1. Field of the Invention
The present invention relates to a plasma display panel, and more particularly, to the structure of a plasma display panel.
2. Description of the Background Art
In general, in a plasma display panel, a barrier rib formed between an upper panel and a lower panel forms one unit cell. Each cell is filled with an inert gas comprising a primary discharge gas, such as neon (Ne), helium (He) or a mixed gas of Ne+He, and a small amount of xenon (Xe). If the inert gas is discharged with a high frequency voltage, it generates vacuum ultraviolet rays. Phosphors formed between the barrier ribs are excited to implement images.
More particularly, a three-electrode AC surface discharge type plasma display panel has advantages of lower voltage driving and longer product lifespan since wall charges are accumulated on a surface upon discharge and electrodes are protected from sputtering generated by a discharge.
FIG. 1 illustrates the structure of a plasma display panel in the related art.
Referring to FIG. 1, the discharge cell of the plasma display panel in the related art comprises scan electrodes Y and sustain electrodes Z formed on a bottom surface of an upper substrate 10, and address electrodes X formed on a lower substrate 18. The scan electrode Y comprises a transparent electrode 12Y, and a metal bus electrode 13Y, which has a line width smaller than that of the transparent electrode 12Y and is disposed at one side edge of the transparent electrode. Furthermore, the sustain electrode Z comprises a transparent electrode 12Z, and a metal bus electrode 13Z, which has a line width smaller than that of the transparent electrode 12Z and is disposed at one side edge of the transparent electrode.
The transparent electrodes 12Y, 12Z are generally formed of Indium Tin Oxide (ITO) and are formed on a bottom surface of the upper substrate 10. The metal bus electrodes 13Y, 13Z are generally formed of metal such as chromium (Cr) and are formed on the transparent electrodes 12Y, 12Z. The metal bus electrodes 13Y, 13Z serve to reduce a voltage drop caused by the transparent electrodes 12Y, 12Z having high resistance. On the bottom surface of the upper substrate 10 in which the scan electrodes Y and the sustain electrodes Z are formed parallel to each other is laminated an upper dielectric layer 14 and a protection layer 16. Wall charges generated during the discharge of plasma are accumulated on the upper dielectric layer 14. The protection layer 16 functions to prevent the upper dielectric layer 14 from being damaged by sputtering generated during the discharge of plasma and also to improve emission efficiency of secondary electrons. Magnesium oxide (MgO) is generally used as the protection layer 16.

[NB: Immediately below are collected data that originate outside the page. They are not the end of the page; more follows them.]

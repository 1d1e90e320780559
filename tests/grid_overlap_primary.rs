mod test_support;

use serde_json::json;
use test_support::{feed_course, grid_cell, request_ok, spawn_sidecar, week_list};

fn primary_name(cell: &serde_json::Value) -> Option<&str> {
    cell.get("primary")
        .and_then(|p| p.get("name"))
        .and_then(|v| v.as_str())
}

#[test]
fn overlapping_courses_pick_the_earliest_starting_one() {
    let (mut child, mut stdin, mut reader) = spawn_sidecar();

    let load = request_ok(
        &mut stdin,
        &mut reader,
        "1",
        "schedule.load",
        json!({
            "courses": [
                feed_course("线性代数", "2", "第三大节", "5-10", Some(&week_list(5, 10))),
                feed_course("高等数学", "20304", "第三大节,第四大节", "1-16", Some(&week_list(1, 16))),
            ]
        }),
    );
    assert_eq!(load.get("records").and_then(|v| v.as_u64()), Some(2));
    assert_eq!(load.get("inertRecords").and_then(|v| v.as_u64()), Some(0));

    let grid = request_ok(&mut stdin, &mut reader, "2", "grid.get", json!({ "week": 6 }));
    let cell = grid_cell(&grid, 2, 3);
    assert_eq!(cell.get("courseCount").and_then(|v| v.as_u64()), Some(2));
    assert_eq!(cell.get("hasOverlap").and_then(|v| v.as_bool()), Some(true));
    assert_eq!(primary_name(cell), Some("高等数学"));
    assert_eq!(
        cell.get("text").and_then(|t| t.get("location")).and_then(|v| v.as_str()),
        Some("A101")
    );
    assert!(cell.get("color").and_then(|v| v.as_str()).is_some());

    let below = grid_cell(&grid, 2, 4);
    assert_eq!(below.get("courseCount").and_then(|v| v.as_u64()), Some(1));
    assert_eq!(below.get("hasOverlap").and_then(|v| v.as_bool()), Some(false));
    assert_eq!(grid.get("activeCells").and_then(|v| v.as_u64()), Some(2));

    let later = request_ok(&mut stdin, &mut reader, "3", "grid.get", json!({ "week": 12 }));
    let cell = grid_cell(&later, 2, 3);
    assert_eq!(cell.get("courseCount").and_then(|v| v.as_u64()), Some(1));
    assert_eq!(primary_name(cell), Some("高等数学"));

    let after_term = request_ok(&mut stdin, &mut reader, "4", "grid.get", json!({ "week": 17 }));
    assert_eq!(after_term.get("activeCells").and_then(|v| v.as_u64()), Some(0));

    drop(stdin);
    let _ = child.wait();
}

#[test]
fn all_weeks_mode_and_cell_lookup() {
    let (mut child, mut stdin, mut reader) = spawn_sidecar();

    let _ = request_ok(
        &mut stdin,
        &mut reader,
        "1",
        "schedule.load",
        json!({
            "courses": [
                feed_course("体育", "4", "第五大节", "1-15", Some("1,3,5,7,9,11,13,15")),
            ]
        }),
    );

    let even = request_ok(&mut stdin, &mut reader, "2", "grid.get", json!({ "week": 2 }));
    assert_eq!(even.get("activeCells").and_then(|v| v.as_u64()), Some(0));

    let all = request_ok(
        &mut stdin,
        &mut reader,
        "3",
        "grid.get",
        json!({ "week": 2, "showAllWeeks": true }),
    );
    assert_eq!(all.get("showAllWeeks").and_then(|v| v.as_bool()), Some(true));
    assert_eq!(primary_name(grid_cell(&all, 4, 5)), Some("体育"));

    let cell = request_ok(
        &mut stdin,
        &mut reader,
        "4",
        "grid.cell",
        json!({ "weekday": 4, "slot": 5, "week": 3 }),
    );
    assert_eq!(cell.get("slotName").and_then(|v| v.as_str()), Some("第五大节"));
    assert_eq!(cell.get("active").and_then(|v| v.as_bool()), Some(true));
    let courses = cell.get("courses").and_then(|v| v.as_array()).expect("courses");
    assert_eq!(courses.len(), 1);
    assert_eq!(
        courses[0].get("weekMembership").and_then(|v| v.as_array()).map(|a| a.len()),
        Some(8)
    );

    drop(stdin);
    let _ = child.wait();
}

#[test]
fn day_view_strips_facility_annotations() {
    let (mut child, mut stdin, mut reader) = spawn_sidecar();

    let _ = request_ok(
        &mut stdin,
        &mut reader,
        "1",
        "schedule.load",
        json!({
            "courses": [
                feed_course("线性代数", "2", "第三大节", "5-10", None),
                feed_course("高等数学", "2", "第三大节", "1-16", None),
            ]
        }),
    );

    let day = request_ok(
        &mut stdin,
        &mut reader,
        "2",
        "day.get",
        json!({ "weekday": 2, "week": 6 }),
    );
    let slots = day.get("slots").and_then(|v| v.as_array()).expect("slots");
    assert_eq!(slots.len(), 5);
    assert!(slots[0].get("course").map(|v| v.is_null()).unwrap_or(false));
    let third = slots[2].get("course").expect("course");
    assert_eq!(third.get("name").and_then(|v| v.as_str()), Some("高等数学"));
    assert_eq!(third.get("location").and_then(|v| v.as_str()), Some("A101"));
    assert_eq!(slots[2].get("hasOverlap").and_then(|v| v.as_bool()), Some(true));

    drop(stdin);
    let _ = child.wait();
}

A lower dielectric layer 22 and barrier ribs 24 are formed on the lower substrate 18 in which the address electrodes X are formed. A phosphor layer 26 is coated on the surfaces of the lower dielectric layer 22 and the barrier ribs 24. The address electrodes X are formed to cross the scan electrodes Y and the sustain electrodes Z. The barrier ribs 24 are formed parallel to the address electrodes X and function to prevent ultraviolet generated by a discharge and a visible ray from leaking to neighboring discharge cells. The phosphor layer 26 is excited with an ultraviolet generated during the discharge of plasma to generate any one visible ray of red, green and blue. An inert mixed gas is injected into discharge spaces provided between the upper substrate 10 and the barrier ribs 24 and between the lower substrate 18 and the barrier ribs 24.
FIG. 2 illustrates a method of implementing images of the plasma display panel in the related art.
As shown in FIG. 2, in the plasma display panel, one frame period is divided into a plurality of sub-fields having a different number of discharges. The plasma display panel is excited in a sub-field period corresponding to a gray level value of an input image signal, thereby implementing images.
Each sub-field is divided into a reset period for uniformly generating a discharge, an address period for selecting a discharge cell and a sustain period for implementing gray levels depending on the number of discharges. For example, if it is sought to display images with 256 gray levels, a frame period (16.67 ms) corresponding to 1/60 seconds is divided into eight sub-fields, as shown in FIG. 2.
Each of the eight sub-fields SF1 to SF8 is again divided into a reset period, an address period and a sustain period. In this case, the sustain period increases in the ratio of 2n (where, n=0,1,2,3,4,5,6,7) in each sub-field. As described above, since the sustain period is varied in each sub-field, gray levels of images can be represented.
In the plasma display panel driven as described above, a versatile front filter is disposed on the upper substrate 10. In the related art, the front filter has been used in order to accomplish objects, such as Electromagnetic Interference (hereinafter referred to as “EMI”) shielding, Near Infrared Rays (hereinafter referred to as “NIR”) shielding, improved color purity and prevention of the reflection of external light. Since the front filter in the related art consists of a number of layers, however, a problem arises because the front filter has a predetermined or higher thickness. More particularly, the NIR shielding film included in the front filter is difficult to form using only a NIR shielding material. Therefore, there are problems in that the process time is long and the manufacturing cost is high.